Shortbread biscuits with a sugary top and a buttery flavour, what could be nicer, try them with a warming glass of mulled wine you will be pleasantly surprised.
I use salted butter, which seems to enhance the flavour.

They are very easy to make and keep for about 1 week in an airtight container.

Ingredients

6oz plain flour
3oz semolina
6oz salted butter, softened
3oz golden caster sugar

Beat the butter and sugar together until light and fluffy.
Seive the flour and add to the semolina, gradually add to the creamed butter and sugar until a dough is formed (this can all be done in a food mixer).
Pre-heat the oven to 150C
Roll the dough lightly to form a round to fit a 20cm fluted tin, press into the tin and prick all over with a fork.
Bake for 1 hour until the shortbread is golden brown.
Remove from the oven and cool in the tin. Before the shortbread cools completely mark out wedges with a sharp knife.
Break into wedges and store in an airtight container.

Wednesday, 14 December 2011

Mincemeat and Cranberry Muffins

This recipe makes 12 huge muffins which I thought would be good for sharing, apparently not!


Ingredients

20 oz plain flour
4 tsp baking powder
1 tsp bicarbonate soda
1 tsp salt
6 oz granulated sugar
3 oz dried or fresh cranberries
3 oz sultanas
2 large eggs
16 oz ready-made mincemeat
480 ml whole milk
6 oz butter, melted

Pre-heat the oven to 180C
Place large muffin cases in a 12 hole muffin tin

Sift together in a large bowl, the flour, baking powder, bicarbonate soda, salt and sugar.

In another bowl mix together the eggs and milk, stir in the mincemeat and butter.

Pour this mixture over the dry ingredients, stir gently to combine (the mixture should be lumpy) finally stir in the cranberries and sultanas.

Spoon the mix into the muffin cases and bake on the middle shelf of the oven for 25 minutes.

Cool on a wire rack and store in an airtight container.

Thursday, 1 December 2011

Christmas Chutney

My Christmas chutney (adapted from a Delia Smith recipe) is made and sitting on a shelf waiting for the appearance of the turkey, great cheeses, pies, and cold cuts of meat, and ready to perk up any leftovers.  It makes a great Christmas gift, (if you can bear to part with it.)

This chutney is very easy to make and can be eaten almost right away but will keep for years in a cool dark place and the flavour will develop with time.

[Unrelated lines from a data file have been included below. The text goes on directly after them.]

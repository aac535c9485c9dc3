//! Backpressure pause pattern: a fixed random period repeated forever.
//!
//! The consumer agent draws one boolean per clock edge; `true` deasserts its
//! ready for that cycle. The pattern is a 256-draw period of independently
//! random bits that then repeats exactly, giving unbounded logical length
//! from finite memory. Seeding is explicit so a failing run can be replayed.

use rand::rngs::StdRng;
use rand::{Rng, SeedableRng};

/// Length of the random period before it repeats.
pub const PAUSE_PERIOD: usize = 256;

/// An unbounded, periodic sequence of pause decisions.
#[derive(Debug, Clone)]
pub struct PausePattern {
    period: Vec<bool>,
    index: usize,
}

impl PausePattern {
    /// A pattern with a fresh random seed. Run-to-run variation is
    /// intentional; use [`seeded`](Self::seeded) to pin a failing case.
    pub fn random() -> Self {
        Self::seeded(rand::thread_rng().gen())
    }

    /// A deterministic pattern: the same seed always yields the same
    /// sequence of draws.
    pub fn seeded(seed: u64) -> Self {
        let mut rng = StdRng::seed_from_u64(seed);
        Self::from_period((0..PAUSE_PERIOD).map(|_| rng.gen()).collect())
    }

    /// Builds a pattern from an explicit period.
    ///
    /// # Panics
    ///
    /// Panics if `period` is empty.
    pub fn from_period(period: Vec<bool>) -> Self {
        assert!(!period.is_empty(), "pause period must not be empty");
        Self { period, index: 0 }
    }

    /// Draws the next pause decision, wrapping at the period boundary.
    pub fn next_pause(&mut self) -> bool {
        let pause = self.period[self.index];
        self.index = (self.index + 1) % self.period.len();
        pause
    }

    /// Length of the repeating period.
    pub fn period_len(&self) -> usize {
        self.period.len()
    }
}

impl Iterator for PausePattern {
    type Item = bool;

    // Logically infinite: never returns None.
    fn next(&mut self) -> Option<bool> {
        Some(self.next_pause())
    }
}
use crate::table::table_reader::TableReader;
use std::fmt;
use std::sync::Arc;

/// 一个表文件的标识：文件号、所在目录和精确的文件大小
#[derive(Clone, Default)]
pub struct FileDescriptor {
    pub number: u64,
    /// `Options::db_paths` 中的下标
    pub path_id: u32,
    pub file_size: u64,
    /// 调用方已经持有的 reader，存在时不经过 table cache
    pub table_reader: Option<Arc<dyn TableReader>>,
}

impl FileDescriptor {
    pub fn new(number: u64, path_id: u32, file_size: u64) -> FileDescriptor {
        FileDescriptor {
            number,
            path_id,
            file_size,
            table_reader: None,
        }
    }

    pub fn get_number(&self) -> u64 {
        self.number
    }

    pub fn get_path_id(&self) -> u32 {
        self.path_id
    }

    pub fn get_file_size(&self) -> u64 {
        self.file_size
    }
}

impl fmt::Debug for FileDescriptor {
    fn fmt(&self, f: &mut fmt::Formatter<'_>) -> fmt::Result {
        f.debug_struct("FileDescriptor")
            .field("number", &self.number)
            .field("path_id", &self.path_id)
            .field("file_size", &self.file_size)
            .field("has_table_reader", &self.table_reader.is_some())
            .finish()
    }
}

I used my food processor to chop the onions and fruits, except the dates they don't chop well in the processor but only take 5 minutes to chop by hand.

Ingredients

For 4 x 350ml jars

570 ml cider vinegar
450 g onions, peeled and chopped
50 g salt
2 tsp ground ginger
1 tbsp fresh ginger, grated
2 tsp ground allspice
350 g prunes, no-soak variety, chopped
275 g dried apricots, no-soak variety, chopped
275 g pitted dates, chopped
150 g sultanas or dried cranberries
450 g demerara sugar

Place all the ingredients in a large pan mix well to combine.  Bring to the boil then simmer gently for 1.5 hours, accasionally stirring, until there is no visible liquid when you pull a wooden spoon through the middle.

Pour into warm steralized jars place on a waxed disc and seal with a tightly fitting lid.  Label when cool.

Wednesday, 23 November 2011

Salmon Fishcakes with Dill and Lemon Mayonnaise

Poached salmon makes great fishcakes.  I try to keep the flakes of fish as big as possible by folding the fish into the potato mixture after all the other ingredients have been incorporated.
Ingredients

Makes 5 large fishcakes

1 kg Maris Piper potatoes, peeled and cut into chunks
3 large salmon fillets
1 bay leaf
12 whole peppercorns
Zest and juice from 1 lemon
1 large bunch dill, keep a few leaves for decoration then finely chop the rest (save 1 tbsp for the sauce)
1 tbsp capers, chopped
1tbsp chopped parsley
Salt and freshly milled pepper
1 oz butter
Oil for shallow frying (I used rape seed oil)
3 slices seeded brown bread, made into breadcrumbs
2 eggs, beaten
2 tbsp plain flour


Poach the salmon with the bay leaf and peppercorns in simmering water for 5 minutes then turn off the heat and place a lid on top.  After 7 minutes remove the lid and drain off the liquid.  Remove the peppercorns and bay leaf.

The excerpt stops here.